Logistic Regression and Least Absolute Shrinkage and Selection Operator

Hyunyong Lee; Hun-Sung Kim

doi:10.36011/cpp.2020.2.e15

Abstract

Logistic regression, a model that forms a binary dependent variable and one or more independent variable(s), is used especially in epidemiological studies. By understanding the logistic model and its applications, such as odds ratio (OR) and performance efficiency, the concept of logistic regression can be easily grasped. The purpose of this article is to 1) introduce logistic regression, including odds and OR, 2) present predictive efficiency, such as area under the curve, and 3) explain the caution of logistic regression analysis.

INTRODUCTION

Regression analysis is a set of statistical processes used to estimate the relationship between a dependent variable (or outcome variable) and one or more independent variable(s). The most common form of regression analysis is linear regression, where the outcome variable is assumed to be continuous. In medical science, data are usually composed of two-level outcome variables (e.g., life or death, disease or no disease, pass or fail). Therefore, a linear statistical model would not be ideal, for several reasons. First, the predicted values for some covariate values are two-level outcomes (usually 0 or 1); therefore, using a standard linear regression for a bivariate outcome can produce very unsatisfactory results. Second, the assumption of constant variability of linear regression does not match the behavior of a bivariate outcome.1) To bridge this gap, logistic regression, which describes the relationship between a binary outcome and a set of independent variables, has been developed2) and explored because it reduces the potential bias resulting from differences in the groups being compared.3)

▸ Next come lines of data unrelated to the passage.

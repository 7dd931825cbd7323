//! Violations and the aggregate validation error.

use std::fmt;

use thiserror::Error;

/// One schema/semantic error: where it was found and what is wrong.
#[derive(Debug, Clone, PartialEq, Eq)]
pub struct Violation {
    /// Fully composed location, starting at `$`.
    pub path: String,
    /// Human-readable description.
    pub message: String,
}

impl fmt::Display for Violation {
    fn fmt(&self, f: &mut fmt::Formatter<'_>) -> fmt::Result {
        write!(f, "{}: {}", self.path, self.message)
    }
}

/// All violations recorded while validating one document.
///
/// The display form is one `"<path>: <message>"` line per violation, in
/// recording order.
#[derive(Debug, Clone, Error)]
pub struct ValidationError {
    violations: Vec<Violation>,
}

impl ValidationError {
    /// Wrap a non-empty violation list.
    pub fn new(violations: Vec<Violation>) -> Self {
        Self { violations }
    }

    /// The recorded violations, in order.
    pub fn violations(&self) -> &[Violation] {
        &self.violations
    }
}

impl fmt::Display for ValidationError {
    fn fmt(&self, f: &mut fmt::Formatter<'_>) -> fmt::Result {
        for (i, violation) in self.violations.iter().enumerate() {
            if i > 0 {
                writeln!(f)?;
            }
            write!(f, "{violation}")?;
        }
        Ok(())
    }
}
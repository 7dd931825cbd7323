//! Spec file loading: file read plus YAML decoding into the value model.
//!
//! JSON documents load through the same path, being a YAML subset.

use std::fs;
use std::path::Path;

use specrun_types::{ConvertError, Value, json_to_value};
use thiserror::Error;

/// Failure loading one spec file.
#[derive(Debug, Error)]
pub enum LoadError {
    #[error("cannot read {path}: {source}")]
    Io {
        path: String,
        #[source]
        source: std::io::Error,
    },
    #[error("cannot decode {path}: {source}")]
    Decode {
        path: String,
        #[source]
        source: serde_yaml::Error,
    },
    #[error("cannot decode {path}: {source}")]
    Convert {
        path: String,
        #[source]
        source: ConvertError,
    },
}

/// Read and decode one spec file into the generic value model.
pub fn load_spec_file(path: &Path) -> Result<Value, LoadError> {
    let display = path.display().to_string();
    let text = fs::read_to_string(path).map_err(|source| LoadError::Io {
        path: display.clone(),
        source,
    })?;
    let json: serde_json::Value =
        serde_yaml::from_str(&text).map_err(|source| LoadError::Decode {
            path: display.clone(),
            source,
        })?;
    json_to_value(json).map_err(|source| LoadError::Convert {
        path: display,
        source,
    })
}

#[cfg(test)]
mod tests {
    use super::*;
    use std::io::Write;

    fn write_spec(contents: &str) -> tempfile::NamedTempFile {
        let mut file = tempfile::NamedTempFile::new().unwrap();
        file.write_all(contents.as_bytes()).unwrap();
        file
    }

    #[test]
    fn yaml_documents_decode() {
        let file = write_spec("tests:\n  - command: [echo]\n");
        let value = load_spec_file(file.path()).unwrap();
        let map = value.as_map().unwrap();
        assert!(map.contains_key("tests"));
    }

    #[test]
    fn json_documents_decode_identically() {
        let yaml = load_spec_file(write_spec("tests:\n  - command: [echo]\n").path()).unwrap();
        let json = load_spec_file(write_spec(r#"{"tests": [{"command": ["echo"]}]}"#).path())
            .unwrap();
        assert_eq!(yaml, json);
    }

    #[test]
    fn missing_file_is_an_io_error() {
        let err = load_spec_file(Path::new("/nonexistent/specrun.yaml")).unwrap_err();
        assert!(matches!(err, LoadError::Io { .. }));
    }

    #[test]
    fn malformed_yaml_is_a_decode_error() {
        let file = write_spec("tests: [unclosed\n");
        let err = load_spec_file(file.path()).unwrap_err();
        assert!(matches!(err, LoadError::Decode { .. }));
    }

    #[test]
    fn floats_are_a_convert_error() {
        let file = write_spec("tests: [1.5]\n");
        let err = load_spec_file(file.path()).unwrap_err();
        assert!(matches!(err, LoadError::Convert { .. }));
    }
}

ODDS, ODDS RATIO (OR), AND LOGISTIC REGRESSION

The odds of an event are the ratio of probability of an event occurring (denoted by p) divided by the probability of the event not occurring (denoted by 1−p). Since logistic regression calculates probability of an event occurring over the probability of the event not occurring, the impact of independent variables is usually explained in terms of odds. Using logistic regression, the mean of the response variable p in terms of an explanatory variable x is modeled, relating p and x through the equation p=α+βx.4) However, this would not be an appropriate model because extreme values of x in the equation α + βx may lead to a value that does not fall between 0 and 1. To overcome this problem, we transform the odds and use the natural logarithm of the odds as a regression function,5) as follows:

(Equation 1),

\log i t (y) = l n (o d d s) = l n (\frac{p}{1 - p}) = α + β x

where p is the probability of the outcome variable and x is the independent variable. Suppose Y=1 when the event occurs, and Y=0 when the event does not occur. α is the intercept term, β represents the regression coefficient; the change in the logarithm of the odds of the event a 1-unit change in the predictor x, in other words, a 1-unit change in x is the ratio of the odds (OR). For example, the variable smoking relative was coded as 0 (no relative who smoked) or 1 (at least one relative who smoked) and the OR of acute myocardial infarction (AMI) was 1.76. The meaning of odds in cases with at least one relative who smoked is 1.76 times higher than that in cases with non-smoking relatives. A useful way to remember the OR is “100 times the OR minus 1”. In this case, the OR of 1.76 is calculated as 100×(1.76−1)=76%; this means that the passive smoking group, where the participants have a relative who smokes, is at 76% higher risk of AMI than non-passive smoking group. The OR is sometimes confused with the relative risk (RR), which is the ratio of probability of an outcome in an exposed group to the probability of the outcome in an unexposed group. If the OR, without ignoring its meaning as a ratio of odds, is interpreted as RR, then this inaccuracy entails potentially serious problems.6) Using a two-by-two contingency table (Table 1), the formula of OR and RR have been proposed.

(Equation 2),

R R = \frac{I_{1}}{I_{0}} = \frac{\frac{a}{a + b}}{\frac{c}{c + d}} \approx \frac{\frac{a}{b}}{\frac{c}{d}} = O R

Mathematical formulas deduce the OR always overestimates the RR. Assuming that a disease is “rare” (below 10%), then OR is similar to the RR and can be considered a good approximation to the RR.3)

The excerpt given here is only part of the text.